Past Reviews

Regional Reviews: Boston

Hot Star, Nebraska

Also see Suzanne's recent review of Nixon's Nixon

It seems like the perfect Jack-and-Diane American romance —Tom is the high school track star of Hot Star, Nebraska, and Melanie is the area preteen beauty queen. Only now, it's five years on. Melanie and Tom, long out of high school, are living a stagnant life above Mel's mother's garage and their lives (he remains a runner; she fronts a rock band called Melanie and the Bitch Slaps) are only an obstacle stopping their escape from Hot Star.
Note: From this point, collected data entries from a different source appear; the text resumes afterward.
use clap::{Args, Parser, Subcommand, ValueEnum};
use termcolor::ColorChoice;

use onepass_gen::password::DEFAULT_LENGTH;
use onepass_gen::{Category, GenerationConfig};

pub const MIN_LENGTH:    i64 = 8;
pub const MAX_LENGTH:    i64 = 64;
pub const MIN_COUNT:     i64 = 1;
pub const MAX_COUNT:     i64 = 20;
pub const MIN_WORDS:     i64 = 3;
pub const MAX_WORDS:     i64 = 8;
pub const DEFAULT_WORDS: i64 = 4;

pub fn clamp_length(length: i64) -> usize {
    length.clamp(MIN_LENGTH, MAX_LENGTH) as usize
}

pub fn clamp_count(count: i64) -> usize {
    count.clamp(MIN_COUNT, MAX_COUNT) as usize
}

pub fn clamp_words(words: i64) -> usize {
    words.clamp(MIN_WORDS, MAX_WORDS) as usize
}

#[derive(Parser, Debug)]
#[command(name = "onepass-gen", version)]
#[command(about = "Secure password generator with strength analysis", long_about = None)]
pub struct Cli {
    #[command(subcommand)]
    pub command: Option<Kind>,

    /// Start the interactive menu
    #[arg(short, long)]
    pub interactive: bool,

    /// When to color output
    #[arg(long, value_enum, default_value_t = ColorMode::Auto, env = "ONEPASS_COLOR", global = true)]
    pub color: ColorMode,

    /// Never touch the system clipboard
    #[arg(long, global = true)]
    pub no_clipboard: bool,
}

#[derive(Subcommand, Debug)]
pub enum Kind {
    /// Generate one or more random passwords
    #[command(alias = "gen")]
    Generate(GenerateArgs),

    /// Generate a memorable passphrase
    Memorable(MemorableArgs),

    /// Analyze the strength of a password
    Analyze {
        /// Password to analyze
        password: String,
    },

    /// Start the interactive menu
    #[command(alias = "i")]
    Interactive,
}

#[derive(Args, Debug, Clone)]
pub struct GenerateArgs {
    /// Password length (8-64)
    #[arg(short, long, default_value_t = DEFAULT_LENGTH as i64, allow_negative_numbers = true)]
    pub length: i64,

    /// How many passwords to generate (1-20)
    #[arg(short, long, default_value_t = 1, allow_negative_numbers = true)]
    pub multiple: i64,

    /// Exclude uppercase letters
    #[arg(long)]
    pub no_upper: bool,

    /// Exclude lowercase letters
    #[arg(long)]
    pub no_lower: bool,

    /// Exclude digits
    #[arg(long)]
    pub no_digits: bool,

    /// Exclude symbols
    #[arg(long)]
    pub no_symbols: bool,

    /// Include ambiguous characters (il1Lo0O)
    #[arg(long)]
    pub include_ambiguous: bool,

    /// Copy the result to the clipboard
    #[arg(short, long)]
    pub copy: bool,
}

impl GenerateArgs {
    pub fn config(&self) -> GenerationConfig {
        let flags = [
            (Category::Uppercase, self.no_upper),
            (Category::Lowercase, self.no_lower),
            (Category::Digit,     self.no_digits),
            (Category::Symbol,    self.no_symbols),
        ];
        GenerationConfig {
            length: clamp_length(self.length),
            categories: flags
                .into_iter()
                .filter(|(_, excluded)| !excluded)
                .map(|(category, _)| category)
                .collect(),
            exclude_ambiguous: !self.include_ambiguous,
        }
    }

    pub fn count(&self) -> usize {
        clamp_count(self.multiple)
    }
}

#[derive(Args, Debug, Clone)]
pub struct MemorableArgs {
    /// Number of words (3-8)
    #[arg(short, long, default_value_t = DEFAULT_WORDS, allow_negative_numbers = true)]
    pub words: i64,

    /// Text placed between words
    #[arg(short, long, default_value = "-")]
    pub separator: String,

    /// Keep words lowercase
    #[arg(long)]
    pub no_capitalize: bool,

    /// Do not append a number
    #[arg(long)]
    pub no_number: bool,

    /// Copy the result to the clipboard
    #[arg(short, long)]
    pub copy: bool,
}

impl MemorableArgs {
    pub fn word_count(&self) -> usize {
        clamp_words(self.words)
    }
}

#[derive(ValueEnum, Debug, Clone, Copy, PartialEq, Eq)]
pub enum ColorMode {
    Auto,
    Always,
    Never,
}

impl From<ColorMode> for ColorChoice {
    fn from(mode: ColorMode) -> ColorChoice {
        match mode {
            ColorMode::Auto   => ColorChoice::Auto,
            ColorMode::Always => ColorChoice::Always,
            ColorMode::Never  => ColorChoice::Never,
        }
    }
}

#[cfg(test)]
mod tests {
    use super::*;
    use clap::CommandFactory;

    #[test]
    fn cli_definition_is_valid() {
        Cli::command().debug_assert();
    }

    #[test]
    fn generate_defaults() {
        let cli = Cli::try_parse_from(["onepass-gen", "generate"]).unwrap();
        let Some(Kind::Generate(args)) = cli.command else {
            panic!("expected generate");
        };
        let config = args.config();
        assert_eq!(config.length, 16);
        assert_eq!(config.categories, Category::ALL.to_vec());
        assert!(config.exclude_ambiguous);
        assert_eq!(args.count(), 1);
        assert!(!args.copy);
    }

    #[test]
    fn generate_flags_disable_categories() {
        let cli = Cli::try_parse_from([
            "onepass-gen",
            "generate",
            "--no-upper",
            "--no-symbols",
            "--include-ambiguous",
            "-l",
            "20",
            "-m",
            "3",
        ])
        .unwrap();
        let Some(Kind::Generate(args)) = cli.command else {
            panic!("expected generate");
        };
        let config = args.config();
        assert_eq!(config.categories, vec![Category::Lowercase, Category::Digit]);
        assert!(!config.exclude_ambiguous);
        assert_eq!(config.length, 20);
        assert_eq!(args.count(), 3);
    }

    #[test]
    fn out_of_range_values_are_clamped() {
        let cli = Cli::try_parse_from(["onepass-gen", "gen", "-l", "-5", "-m", "500"]).unwrap();
        let Some(Kind::Generate(args)) = cli.command else {
            panic!("expected generate");
        };
        assert_eq!(args.config().length, 8);
        assert_eq!(args.count(), 20);

        assert_eq!(clamp_length(1000), 64);
        assert_eq!(clamp_count(0), 1);
        assert_eq!(clamp_words(1), 3);
        assert_eq!(clamp_words(12), 8);
    }

    #[test]
    fn memorable_options() {
        let cli = Cli::try_parse_from([
            "onepass-gen",
            "memorable",
            "--words",
            "6",
            "--separator",
            ".",
            "--no-number",
        ])
        .unwrap();
        let Some(Kind::Memorable(args)) = cli.command else {
            panic!("expected memorable");
        };
        assert_eq!(args.word_count(), 6);
        assert_eq!(args.separator, ".");
        assert!(args.no_number);
        assert!(!args.no_capitalize);
    }

    #[test]
    fn color_mode_maps_to_choice() {
        let cli = Cli::try_parse_from(["onepass-gen", "--color", "never", "analyze", "x"]).unwrap();
        assert_eq!(ColorChoice::from(cli.color), ColorChoice::Never);
        assert!(matches!(cli.command, Some(Kind::Analyze { .. })));
    }
}
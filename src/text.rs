pub const BANNER: &str = "
  ╔═══════════════════════════════════╗
  ║  onepass-gen                      ║
  ║  secure password generator        ║
  ╚═══════════════════════════════════╝
";

pub const MSG_NO_CLIPBOARD: &str = "Note: clipboard support is unavailable in this environment";

pub const MENU_TITLE: &str = "=== Password Generator ===";
pub const MENU: &str = "1. Generate Standard Password
2. Generate Memorable Passphrase
3. Generate Multiple Passwords
4. Custom Options
5. Analyze Password Strength
6. Quit
";

pub const PROMPT_CHOICE:       &str = "Choose option: ";
pub const PROMPT_LENGTH:       &str = "Length (8-64, default 16): ";
pub const PROMPT_LENGTH_SHORT: &str = "Length (default 16): ";
pub const PROMPT_WORDS:        &str = "Number of words (3-8, default 4): ";
pub const PROMPT_COUNT:        &str = "How many? (1-20, default 5): ";
pub const PROMPT_ANALYZE:      &str = "Enter password to analyze: ";
pub const PROMPT_COPY:         &str = "Copy to clipboard? (y/n): ";
pub const PROMPT_CONTINUE:     &str = "Press Enter to continue...";

pub const PROMPT_UPPER:     &str = "Uppercase letters? (Y/n): ";
pub const PROMPT_LOWER:     &str = "Lowercase letters? (Y/n): ";
pub const PROMPT_DIGITS:    &str = "Numbers? (Y/n): ";
pub const PROMPT_SYMBOLS:   &str = "Symbols? (Y/n): ";
pub const PROMPT_AMBIGUOUS: &str = "Exclude ambiguous (il1Lo0O)? (Y/n): ";

pub const MSG_CUSTOMIZE:      &str = "Customize your password:";
pub const MSG_PASSWORD:       &str = "Generated Password:";
pub const MSG_PASSPHRASE:     &str = "Generated Passphrase:";
pub const MSG_ANALYZING:      &str = "Analyzing password...";
pub const MSG_COPIED:         &str = "✓ Copied to clipboard";
pub const MSG_INVALID_CHOICE: &str = "✗ Invalid choice";
pub const MSG_GOODBYE:        &str = "Goodbye!";
pub const MSG_INTERRUPTED:    &str = "Interrupted";

pub const DEFAULT_COUNT: i64 = 5;
use thiserror::Error;

use crate::category::Category;

#[derive(Error, Debug, Clone, PartialEq, Eq)]
pub enum ConfigError {
    #[error("at least one character type must be selected")]
    NoCategories,

    #[error("no {0} characters left after excluding ambiguous ones")]
    EmptyCategory(Category),
}

pub type Result<T> = std::result::Result<T, ConfigError>;
use anyhow::Result;
use md2nsx::{DocumentOutcome, RunSummary};

use crate::OutputFormat;

pub fn print_summary(summary: &RunSummary, format: &OutputFormat) -> Result<()> {
    match format {
        OutputFormat::Json => {
            println!("{}", serde_json::to_string_pretty(summary)?);
        }
        OutputFormat::Plain => {
            for document in &summary.documents {
                match document {
                    DocumentOutcome::Converted {
                        source,
                        skipped_references,
                        ..
                    } => {
                        for skipped in skipped_references {
                            println!(
                                "  {}: kept {} '{}' ({})",
                                source.display(),
                                skipped.kind.as_str(),
                                skipped.link,
                                skipped.reason
                            );
                        }
                    }
                    DocumentOutcome::Skipped { source, reason } => {
                        println!("  Skipped {}: {}", source.display(), reason);
                    }
                }
            }

            for member in &summary.package.skipped {
                println!("  Left out {}: {}", member.name, member.reason);
            }

            println!(
                "Successfully converted {} files to {}",
                summary.package.notes.len(),
                summary.archive_path().display()
            );
        }
    }

    Ok(())
}
//! Markdown folder conversion
//!
//! Turns a folder of Markdown files into NSX notes:
//! - `locate`: finds the files that references point to
//! - `media`: sniffs attachment media types
//! - `rewrite`: replaces image and document references with placeholders
//! - `assemble`: builds the note record for one document
//! - `batch`: drives a whole folder and packages the archive

pub mod assemble;
pub mod batch;
pub mod locate;
pub mod media;
pub mod rewrite;

pub use assemble::{assemble_note, generate_excerpt, note_member_name};
pub use batch::{output_archive_path, Converter, DocumentOutcome, RunSummary};
pub use locate::locate_asset;
pub use media::detect_media_type;
pub use rewrite::{rewrite_references, scan_references, ReferenceKind, SkippedReference};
It is this gloomy picture that opens SpeakEasy Stage's production of Hot Star, Nebraska, the company's first world premiere musical. Entirely the work of 23-year-old Paul Grellong, who began and workshopped the show while a student at Brown, Hot Star combines an intelligent book and a driving rock score with strong staging and a terrific cast to create not only a galvanizing evening of theatre, but also a striking debut for a remarkable new writer.

Aside from a pair of flashbacks to happier days, Hot Star, Nebraska takes place fully on one fateful October 3rd. Tom (Ben Steinfeld, who bears a certain resemblance to Saturday Night Live's Jimmy Fallon) and Melanie (Miriam Silverman, pictured at right) have plans to take a vacation and some time off from Hot Star. The idea is to leave that evening, but when an invitation to one final local beauty pageant (combined with revival meeting) arrives, Mel asks Tom to wait just overnight. That way, they can leave in the morning, after Melanie wins the pageant (of course she'll win the pageant) and, with it, the $20,000 prize.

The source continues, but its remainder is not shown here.